There are currently no guidelines for assessing a patient’s risk for this type of deterioration, they noted.
DOPPLER-CIP compared different non-invasive methods to determine the most useful tool at baseline for predicting risk of cardiac remodelling two years later.
The study included 676 patients, from 6 European countries, with suspicion of chronic ischemic heart disease.
The patients underwent standard diagnostic tests at baseline including: electrocardiogram (ECG), exercise testing with continuous ECG monitoring, and measurement of maximal oxygen uptake (VO2max), as well as blood sampling and quality of life assessments. In addition to these standard tests, patients also underwent at least two stress imaging tests including echocardiography (ECHO), magnetic resonance imaging (MRI) and/or single positron emission computed tomography (SPECT) stress test, stress ECHO and stress MRI.
After these baseline evaluations all patients received optimal, guideline-based treatment including revascularization, partial revascularization, or pharmacologic treatment at their physician’s discretion.
At the end of the study period, about 20% of the subjects had evidence of cardiac remodelling based on MRI or ECHO results, with the best baseline predictors of this remodelling being left ventricular size measured as the “left ventricular end-diastolic volume” (LV EDV) and left ventricular mass (LVM).
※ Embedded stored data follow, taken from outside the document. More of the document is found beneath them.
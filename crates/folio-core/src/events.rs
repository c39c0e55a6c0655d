//! Notifications the editor sends back to its host.

use crate::objects::ObjectId;
use serde::{Deserialize, Serialize};

#[derive(Debug, Clone, Copy, PartialEq, Eq, Serialize, Deserialize)]
pub enum NoticeLevel {
    Info,
    Warning,
    Error,
}

/// A transient message for the user (toast, status line).
#[derive(Debug, Clone, PartialEq, Eq, Serialize, Deserialize)]
pub struct Notice {
    pub level: NoticeLevel,
    pub message: String,
}

impl Notice {
    pub fn info(message: impl Into<String>) -> Self {
        Self {
            level: NoticeLevel::Info,
            message: message.into(),
        }
    }

    pub fn warning(message: impl Into<String>) -> Self {
        Self {
            level: NoticeLevel::Warning,
            message: message.into(),
        }
    }

    pub fn error(message: impl Into<String>) -> Self {
        Self {
            level: NoticeLevel::Error,
            message: message.into(),
        }
    }
}

/// Editor-to-host callbacks, queued until the host drains them.
#[derive(Debug, Clone, PartialEq, Serialize, Deserialize)]
pub enum EditorEvent {
    SelectionChanged(Option<ObjectId>),
    /// The committed page changed.
    PageChanged(usize),
    PageCountChanged(usize),
    StrokeWidthChanged(f64),
    HistoryChanged { can_undo: bool, can_redo: bool },
    /// An in-place editor opened (`Some`) or closed (`None`).
    EditingChanged(Option<ObjectId>),
    Notice(Notice),
}
//! Editor-wide configuration.

use crate::history::DEFAULT_HISTORY_DEPTH;
use kurbo::Vec2;
use serde::{Deserialize, Serialize};

/// Limits and timings that do not change while editing.
///
/// Every field has a default so partial JSON loads.
#[derive(Debug, Clone, PartialEq, Serialize, Deserialize)]
#[serde(default)]
pub struct EditorConfig {
    /// Undo states kept before the oldest is evicted.
    pub history_depth: usize,
    pub min_zoom: f64,
    pub max_zoom: f64,
    pub zoom_step: f64,
    /// Page flip animation length in seconds. Zero flips instantly.
    pub flip_duration: f64,
    /// Offset applied to duplicated and pasted objects.
    pub duplicate_offset: Vec2,
    /// Hit test slack in page units.
    pub hit_tolerance: f64,
    /// Radius within which a pointer grabs a handle, in page units.
    pub handle_radius: f64,
    /// Pages created with a new book.
    pub initial_pages: usize,
    /// Double-click window in milliseconds; 0 disables double clicks.
    pub double_click_ms: u64,
    /// Uploaded images are scaled down to fit this size.
    pub image_max_side: f64,
}

impl Default for EditorConfig {
    fn default() -> Self {
        Self {
            history_depth: DEFAULT_HISTORY_DEPTH,
            min_zoom: 0.5,
            max_zoom: 3.0,
            zoom_step: 0.1,
            flip_duration: 0.6,
            duplicate_offset: Vec2::new(20.0, 20.0),
            hit_tolerance: 4.0,
            handle_radius: 8.0,
            initial_pages: 2,
            double_click_ms: 500,
            image_max_side: 400.0,
        }
    }
}

impl EditorConfig {
    pub fn from_json(json: &str) -> Result<Self, serde_json::Error> {
        serde_json::from_str(json)
    }

    pub fn to_json(&self) -> Result<String, serde_json::Error> {
        serde_json::to_string_pretty(self)
    }

    /// Zoom bounds as `(min, max)`, usable with `f64::clamp`.
    ///
    /// Reversed bounds are swapped. Non-finite or non-positive bounds fall
    /// back to the defaults.
    pub fn zoom_limits(&self) -> (f64, f64) {
        let valid = |zoom: f64| zoom.is_finite() && zoom > 0.0;
        if !valid(self.min_zoom) || !valid(self.max_zoom) {
            let defaults = Self::default();
            log::warn!(
                "Invalid zoom bounds {}..{}, using {}..{}",
                self.min_zoom,
                self.max_zoom,
                defaults.min_zoom,
                defaults.max_zoom
            );
            return (defaults.min_zoom, defaults.max_zoom);
        }
        if self.min_zoom > self.max_zoom {
            log::warn!("Zoom bounds reversed ({}..{})", self.min_zoom, self.max_zoom);
            return (self.max_zoom, self.min_zoom);
        }
        (self.min_zoom, self.max_zoom)
    }
}

#[cfg(test)]
mod tests {
    use super::*;

    #[test]
    fn test_partial_json_uses_defaults() {
        let config = EditorConfig::from_json(r#"{"history_depth": 5, "max_zoom": 4.0}"#).unwrap();
        assert_eq!(config.history_depth, 5);
        assert!((config.max_zoom - 4.0).abs() < f64::EPSILON);
        assert!((config.min_zoom - 0.5).abs() < f64::EPSILON);
        assert_eq!(config.duplicate_offset, Vec2::new(20.0, 20.0));
    }

    #[test]
    fn test_zoom_limits_repaired() {
        let reversed = EditorConfig::from_json(r#"{"min_zoom": 3.0, "max_zoom": 0.5}"#).unwrap();
        assert_eq!(reversed.zoom_limits(), (0.5, 3.0));

        let negative = EditorConfig {
            min_zoom: -1.0,
            ..EditorConfig::default()
        };
        assert_eq!(negative.zoom_limits(), (0.5, 3.0));

        let nan = EditorConfig {
            max_zoom: f64::NAN,
            ..EditorConfig::default()
        };
        assert_eq!(nan.zoom_limits(), (0.5, 3.0));
    }

    #[test]
    fn test_empty_json_is_default() {
        assert_eq!(EditorConfig::from_json("{}").unwrap(), EditorConfig::default());
    }
}
//! Image upload: raw file bytes to a placeable image reference.
//!
//! Decoding runs outside the editor. The editor hands out a [`PendingImage`]
//! ticket and inserts the result only when the caller completes it, so a
//! failed or abandoned upload never leaves a partial image on a page.

use crate::objects::{ImageFormat, ImageSource};
use crate::storage::{BoxFuture, MaybeSendSync};
use kurbo::Point;
use thiserror::Error;

/// Why an upload produced no image.
#[derive(Debug, Error)]
pub enum UploadError {
    #[error("Unsupported image format: {0}")]
    UnsupportedFormat(String),
    #[error("Failed to decode image: {0}")]
    Decode(String),
    #[error("Failed to read file: {0}")]
    Read(String),
    #[error("Empty file")]
    Empty,
}

/// A decoded image ready to be placed.
#[derive(Debug, Clone, PartialEq)]
pub struct UploadedImage {
    pub source: ImageSource,
    /// Natural size in pixels.
    pub width: u32,
    pub height: u32,
}

/// Turns file contents into an image reference.
pub trait ImageUploader: MaybeSendSync {
    /// `name` is the original file name, used as a format hint.
    fn upload(&self, name: &str, data: Vec<u8>) -> BoxFuture<'_, Result<UploadedImage, UploadError>>;
}

/// Embeds the bytes in the document as base64.
#[derive(Debug, Clone, Copy, Default)]
pub struct EmbeddingUploader;

impl EmbeddingUploader {
    pub fn new() -> Self {
        Self
    }
}

/// Detect the format from content, falling back to the file extension.
fn detect_format(name: &str, data: &[u8]) -> Result<ImageFormat, UploadError> {
    ImageFormat::from_magic_bytes(data)
        .or_else(|| {
            name.rsplit_once('.')
                .and_then(|(_, ext)| ImageFormat::from_extension(ext))
        })
        .ok_or_else(|| UploadError::UnsupportedFormat(name.to_string()))
}

impl ImageUploader for EmbeddingUploader {
    fn upload(&self, name: &str, data: Vec<u8>) -> BoxFuture<'_, Result<UploadedImage, UploadError>> {
        let name = name.to_string();
        Box::pin(async move {
            if data.is_empty() {
                return Err(UploadError::Empty);
            }
            let format = detect_format(&name, &data)?;
            let decoded =
                image::load_from_memory(&data).map_err(|e| UploadError::Decode(e.to_string()))?;
            let (width, height) = (decoded.width(), decoded.height());
            log::debug!("Decoded {name} as {format:?} ({width}x{height})");
            Ok(UploadedImage {
                source: ImageSource::embed(format, &data),
                width,
                height,
            })
        })
    }
}

/// Read an image file from disk.
#[cfg(not(target_arch = "wasm32"))]
pub fn read_image_file(path: &std::path::Path) -> Result<Vec<u8>, UploadError> {
    std::fs::read(path).map_err(|e| UploadError::Read(format!("{}: {e}", path.display())))
}

/// Ticket for an upload in flight. Carries where the image will go.
#[derive(Debug, Clone, Copy, PartialEq)]
pub struct PendingImage {
    pub ticket: u64,
    pub page: usize,
    /// Top-left corner in page coordinates.
    pub position: Point,
}

#[cfg(test)]
mod tests {
    use super::*;
    use pollster::block_on;
    use std::io::Cursor;

    fn png_bytes(width: u32, height: u32) -> Vec<u8> {
        let img = image::RgbaImage::from_pixel(width, height, image::Rgba([255, 0, 0, 255]));
        let mut bytes = Vec::new();
        image::DynamicImage::ImageRgba8(img)
            .write_to(&mut Cursor::new(&mut bytes), image::ImageFormat::Png)
            .unwrap();
        bytes
    }

    #[test]
    fn test_embed_png() {
        let uploader = EmbeddingUploader::new();
        let data = png_bytes(6, 3);
        let uploaded = block_on(uploader.upload("photo.png", data.clone())).unwrap();
        assert_eq!((uploaded.width, uploaded.height), (6, 3));
        assert_eq!(uploaded.source.data().unwrap().unwrap(), data);
        assert!(uploaded.source.href().starts_with("data:image/png;base64,"));
    }

    #[test]
    fn test_empty_file() {
        let result = block_on(EmbeddingUploader.upload("photo.png", Vec::new()));
        assert!(matches!(result, Err(UploadError::Empty)));
    }

    #[test]
    fn test_unknown_format() {
        let result = block_on(EmbeddingUploader.upload("notes.txt", b"hello world".to_vec()));
        assert!(matches!(result, Err(UploadError::UnsupportedFormat(_))));
    }

    #[test]
    fn test_corrupt_data_with_image_extension() {
        let result = block_on(EmbeddingUploader.upload("broken.jpg", b"not a jpeg".to_vec()));
        assert!(matches!(result, Err(UploadError::Decode(_))));
    }

    #[test]
    fn test_read_missing_file() {
        let result = read_image_file(std::path::Path::new("/definitely/not/here.png"));
        assert!(matches!(result, Err(UploadError::Read(_))));
    }
}
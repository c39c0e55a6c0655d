//! Tool kinds and the toolbar settings they read.

use crate::objects::{SerializableColor, ShapeKind, StickyNote, Table, Text};
use crate::pen::PenSettings;
use serde::{Deserialize, Serialize};

/// Available tools.
#[derive(Debug, Clone, Copy, PartialEq, Eq, Hash, Serialize, Deserialize, Default)]
pub enum ToolKind {
    #[default]
    Select,
    Pan,
    Pen,
    StickyNote,
    Table,
    Text,
    Shape,
    Brush,
    Eraser,
}

/// Defaults for new tables.
#[derive(Debug, Clone, PartialEq, Serialize, Deserialize)]
#[serde(default)]
pub struct TableDefaults {
    pub rows: usize,
    pub cols: usize,
    pub cell_width: f64,
    pub cell_height: f64,
    pub border_color: SerializableColor,
    pub border_width: f64,
}

impl Default for TableDefaults {
    fn default() -> Self {
        Self {
            rows: Table::DEFAULT_ROWS,
            cols: Table::DEFAULT_COLS,
            cell_width: Table::DEFAULT_CELL_WIDTH,
            cell_height: Table::DEFAULT_CELL_HEIGHT,
            border_color: SerializableColor::black(),
            border_width: 1.0,
        }
    }
}

/// Values owned by the toolbar. The editor only reads them; changes made
/// through shortcuts are reported back as events.
#[derive(Debug, Clone, PartialEq, Serialize, Deserialize)]
#[serde(default)]
pub struct ToolSettings {
    pub stroke_color: SerializableColor,
    pub stroke_width: f64,
    pub eraser_width: f64,
    pub font_family: String,
    pub font_size: f64,
    pub text_color: SerializableColor,
    /// Content of a freshly placed text box.
    pub placeholder_text: String,
    pub shape_kind: ShapeKind,
    pub shape_fill: Option<SerializableColor>,
    pub note_background: SerializableColor,
    pub note_text_color: SerializableColor,
    pub pen: PenSettings,
    pub table: TableDefaults,
}

impl Default for ToolSettings {
    fn default() -> Self {
        Self {
            stroke_color: SerializableColor::black(),
            stroke_width: 2.0,
            eraser_width: 20.0,
            font_family: Text::DEFAULT_FONT_FAMILY.to_string(),
            font_size: Text::DEFAULT_FONT_SIZE,
            text_color: SerializableColor::black(),
            placeholder_text: "Type here".to_string(),
            shape_kind: ShapeKind::Rectangle,
            shape_fill: Some(SerializableColor::new(0x42, 0x85, 0xf4, 255)),
            note_background: StickyNote::DEFAULT_BACKGROUND,
            note_text_color: SerializableColor::black(),
            pen: PenSettings::default(),
            table: TableDefaults::default(),
        }
    }
}

impl ToolSettings {
    /// Smallest and largest brush width reachable through the shortcuts.
    pub const MIN_STROKE_WIDTH: f64 = 1.0;
    pub const MAX_STROKE_WIDTH: f64 = 50.0;

    pub fn from_json(json: &str) -> Result<Self, serde_json::Error> {
        serde_json::from_str(json)
    }

    /// Adjust the brush width by `delta`, clamped. Returns the new width.
    pub fn nudge_stroke_width(&mut self, delta: f64) -> f64 {
        self.stroke_width =
            (self.stroke_width + delta).clamp(Self::MIN_STROKE_WIDTH, Self::MAX_STROKE_WIDTH);
        self.stroke_width
    }
}
// Dotlanth
// Copyright (C) 2025 Synerthink

// This program is free software: you can redistribute it and/or modify
// it under the terms of the GNU Affero General Public License as published by
// the Free Software Foundation, either version 3 of the License, or
// (at your option) any later version.

// This program is distributed in the hope that it will be useful,
// but WITHOUT ANY WARRANTY; without even the implied warranty of
// MERCHANTABILITY or FITNESS FOR A PARTICULAR PURPOSE.  See the
// GNU Affero General Public License for more details.

// You should have received a copy of the GNU Affero General Public License
// along with this program.  If not, see <http://www.gnu.org/licenses/>.

//! Dependency-ordered execution of training jobs
//!
//! Jobs are released once every job they depend on has finished. Sequential mode
//! runs released jobs one at a time on the calling thread. Concurrent mode hands
//! each released job to the tokio blocking pool, bounded by a semaphore, and the
//! job releases its own dependents when it finishes.

use super::job::TrainingJob;
use super::work::{JobContext, TrainedLearner, run_job};
use crate::error::{CompileError, CompileResult};
use metrics::counter;
use parking_lot::Mutex;
use std::collections::{BTreeMap, BTreeSet, VecDeque};
use std::future::Future;
use std::pin::Pin;
use std::sync::Arc;
use std::sync::atomic::{AtomicBool, Ordering};
use tokio::sync::{Semaphore, mpsc};
use tokio::task::JoinHandle;
use tracing::{error, info, warn};

/// Progress of one job, in the order observed by the scheduler
#[derive(Debug, Clone, PartialEq, Eq)]
pub enum TrainingEvent {
    Started(String),
    Finished(String),
    Failed(String),
}

impl TrainingEvent {
    pub fn name(&self) -> &str {
        match self {
            TrainingEvent::Started(name) | TrainingEvent::Finished(name) | TrainingEvent::Failed(name) => name,
        }
    }
}

/// A job that did not complete
#[derive(Debug)]
pub struct JobFailure {
    pub name: String,
    pub error: CompileError,
}

/// Everything that happened during one scheduler run
#[derive(Debug, Default)]
pub struct TrainingReport {
    pub events: Vec<TrainingEvent>,
    pub trained: Vec<TrainedLearner>,
    pub failures: Vec<JobFailure>,
    /// Jobs never started because an earlier job failed
    pub skipped: Vec<String>,
}

impl TrainingReport {
    /// Any failure is fatal for the run
    pub fn is_fatal(&self) -> bool {
        !self.failures.is_empty()
    }

    /// Position of an event in the log
    pub fn position(&self, event: &TrainingEvent) -> Option<usize> {
        self.events.iter().position(|e| e == event)
    }

    pub fn trained_names(&self) -> BTreeSet<&str> {
        self.trained.iter().map(|t| t.name.as_str()).collect()
    }
}

struct SchedulerState {
    /// Unfinished dependencies of every job not yet released
    dependencies: Mutex<BTreeMap<String, BTreeSet<String>>>,
    /// Jobs not yet released; always locked after `dependencies`
    pending: Mutex<BTreeMap<String, TrainingJob>>,
    events: Mutex<Vec<TrainingEvent>>,
    trained: Mutex<Vec<TrainedLearner>>,
    failures: Mutex<Vec<JobFailure>>,
    fatal: AtomicBool,
    permits: Arc<Semaphore>,
    context: JobContext,
}

impl SchedulerState {
    /// Drop `completed` from every remaining dependency set and take the jobs left with none
    fn release(&self, completed: Option<&str>) -> Vec<TrainingJob> {
        let mut dependencies = self.dependencies.lock();
        let mut pending = self.pending.lock();

        let ready: Vec<String> = dependencies
            .iter_mut()
            .filter_map(|(name, unfinished)| {
                if let Some(completed) = completed {
                    unfinished.remove(completed);
                }
                unfinished.is_empty().then(|| name.clone())
            })
            .collect();

        let mut jobs: Vec<TrainingJob> = ready
            .iter()
            .filter_map(|name| {
                dependencies.remove(name);
                pending.remove(name)
            })
            .collect();
        jobs.sort_by_key(|job| job.order);
        jobs
    }

    fn is_fatal(&self) -> bool {
        self.fatal.load(Ordering::SeqCst)
    }

    fn record(&self, event: TrainingEvent) {
        self.events.lock().push(event);
    }

    fn record_failure(&self, name: &str, error: CompileError) {
        error!(name, %error, "training job failed");
        counter!("dotlearn_training_jobs_failed", 1);
        self.record(TrainingEvent::Failed(name.to_string()));
        self.failures.lock().push(JobFailure {
            name: name.to_string(),
            error,
        });
        self.fatal.store(true, Ordering::SeqCst);
    }

    /// Run one job to completion on the current thread; false if it failed
    fn execute(&self, job: TrainingJob) -> bool {
        self.record(TrainingEvent::Started(job.name.clone()));
        match run_job(&job, &self.context) {
            Ok(trained) => {
                counter!("dotlearn_training_jobs_finished", 1);
                self.record(TrainingEvent::Finished(job.name.clone()));
                self.trained.lock().push(trained);
                true
            }
            Err(error) => {
                self.record_failure(&job.name, error);
                false
            }
        }
    }

    fn report(&self, leftover: impl IntoIterator<Item = TrainingJob>) -> TrainingReport {
        let mut skipped: Vec<String> = leftover.into_iter().map(|job| job.name).collect();
        skipped.extend(self.pending.lock().keys().cloned());
        skipped.sort();

        if !skipped.is_empty() {
            warn!(count = skipped.len(), "training jobs skipped after failure");
        }

        TrainingReport {
            events: std::mem::take(&mut *self.events.lock()),
            trained: std::mem::take(&mut *self.trained.lock()),
            failures: std::mem::take(&mut *self.failures.lock()),
            skipped,
        }
    }
}

type JobTask = Pin<Box<dyn Future<Output = ()> + Send>>;
type HandleSender = mpsc::UnboundedSender<(String, JoinHandle<()>)>;
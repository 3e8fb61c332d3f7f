// Dotlanth
// Copyright (C) 2025 Synerthink

// This program is free software: you can redistribute it and/or modify
// it under the terms of the GNU Affero General Public License as published by
// the Free Software Foundation, either version 3 of the License, or
// (at your option) any later version.

// This program is distributed in the hope that it will be useful,
// but WITHOUT ANY WARRANTY; without even the implied warranty of
// MERCHANTABILITY or FITNESS FOR A PARTICULAR PURPOSE.  See the
// GNU Affero General Public License for more details.

// You should have received a copy of the GNU Affero General Public License
// along with this program.  If not, see <http://www.gnu.org/licenses/>.

//! Middle-end of the dotlearn classifier specification compiler
//!
//! The compiler consumes a syntax tree produced by an external front-end and runs
//! three passes over it:
//! - semantic analysis ([`semantic`]): names, return types, well-formedness checks,
//!   and the dependor and invoked graphs over declaration names
//! - revision analysis ([`revision`]): per declaration, compares the fingerprint
//!   recorded in the previously generated artifact against the current one
//! - training ([`training`]): schedules the learners that need (re)training over a
//!   dependency DAG and writes fresh artifacts carrying the new fingerprints
//!
//! # Example Usage
//!
//! ```rust,no_run
//! use dotlearn_compiler::{Compiler, CompilerConfig, ast::SyntaxTree};
//!
//! let tree: SyntaxTree = serde_json::from_str(&std::fs::read_to_string("tagger.json").unwrap()).unwrap();
//! let compiler = Compiler::new(CompilerConfig::new().with_generated_dir("gen"));
//! let outcome = compiler.compile(&tree);
//! std::process::exit(if outcome.fatal { 1 } else { 0 });
//! ```

pub mod ast;
pub mod config;
pub mod emit;
pub mod error;
pub mod pipeline;
pub mod revision;
pub mod semantic;
pub mod training;
pub mod types;

pub use config::CompilerConfig;
pub use error::{CompileError, CompileResult};
pub use pipeline::{CompileOutcome, Compiler};
pub use revision::{RevisionAnalyzer, RevisionResult, RevisionStatus};
pub use semantic::{Analysis, SemanticAnalyzer};
pub use training::{TrainingReport, TrainingScheduler};
pub use types::{ClassifierReturnType, TypeTag};
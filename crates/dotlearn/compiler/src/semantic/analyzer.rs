// Dotlanth
// Copyright (C) 2025 Synerthink

// This program is free software: you can redistribute it and/or modify
// it under the terms of the GNU Affero General Public License as published by
// the Free Software Foundation, either version 3 of the License, or
// (at your option) any later version.

// This program is distributed in the hope that it will be useful,
// but WITHOUT ANY WARRANTY; without even the implied warranty of
// MERCHANTABILITY or FITNESS FOR A PARTICULAR PURPOSE.  See the
// GNU Affero General Public License for more details.

// You should have received a copy of the GNU Affero General Public License
// along with this program.  If not, see <http://www.gnu.org/licenses/>.

use super::graph::{DependorGraph, InvokedGraph};
use super::symbol_table::{Symbol, SymbolError, SymbolTable};
use super::{Analysis, AnalysisTable, CodeGenerator, CrossValidationSpec, ExprInfo, GeneratorKind, LearningSpec, Origin};
use crate::ast::{
    ClassifierDeclaration, ConstraintDeclaration, ConstraintExpression, Declaration, ExprId, Expression, ExpressionKind, InferenceClause,
    InferenceDeclaration, Instantiation, LearningClause, LearningExpression, Quantifier, Statement, StatementKind, SyntaxTree,
};
use crate::config::CompilerConfig;
use crate::types::{ClassifierReturnType, Shape, TypeTag};
use dotlearn_common::{DiagnosticKind, Diagnostics, Position};
use dotlearn_learning::SplitStrategy;
use std::collections::{BTreeMap, HashMap, HashSet};
use tracing::{debug, info};

/// Where a statement list appears; decides which statements are legal
#[derive(Debug, Clone, Copy, PartialEq, Eq)]
enum BodyKind {
    Classifier,
    Constraint,
    HeadFinder,
    SubjectTo,
}

struct BodyContext {
    kind: BodyKind,
    return_type: Option<ClassifierReturnType>,
    constraint_statements: usize,
}

impl BodyContext {
    fn new(kind: BodyKind, return_type: Option<ClassifierReturnType>) -> Self {
        Self {
            kind,
            return_type,
            constraint_statements: 0,
        }
    }

    fn senses(&self) -> bool {
        self.kind == BodyKind::Classifier && self.return_type.as_ref().is_some_and(|t| t.tag.senses())
    }
}

/// Single-pass semantic analyzer over one syntax tree
pub struct SemanticAnalyzer<'a> {
    tree: &'a SyntaxTree,
    config: &'a CompilerConfig,
    base_name: String,
    symbols: SymbolTable,
    table: AnalysisTable,
    dependor: DependorGraph,
    invoked: InvokedGraph,
    generators: Vec<CodeGenerator>,
    generator_index: HashMap<String, usize>,
    learning: BTreeMap<String, LearningSpec>,
    inference_algorithms: BTreeMap<String, Instantiation>,
    /// Innermost code generator being visited
    current: Option<String>,
    child_counters: HashMap<String, usize>,
    diagnostics: Diagnostics,
}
Specifically, a small LV end-diastolic volume (< 145 ml ) at baseline had a 25-40% chance of remodelling, compared to a larger EDV which had a decreased risk (20%; P<0.001) with risk also increasing with increasing wall thickness. (P=0.003).
“By identifying baseline LV EDV and LVM – measurements that can easily be assessed with standard imaging – as the best predictors of future remodelling and potentially heart failure risk, our study could guide clinicians away from more expensive tests for risk assessment,” they said.
Notes to editor
SOURCES OF FUNDING: The study was funded by the EU (FP7) framework program (DOPPLER-CIP; grant number 223615). Logistical support (software tools for data analysis) was provided by by Philips Healthcare, GE Healthcare, TomTec Imaging Systems, MedViso and Bracco Imaging.
DISCLOSURES: Dr. D’Hooge disclosed research funding from Philips, research contracts with GE, and a collaboration with MedViso. Professor Rademakers had no disclosures.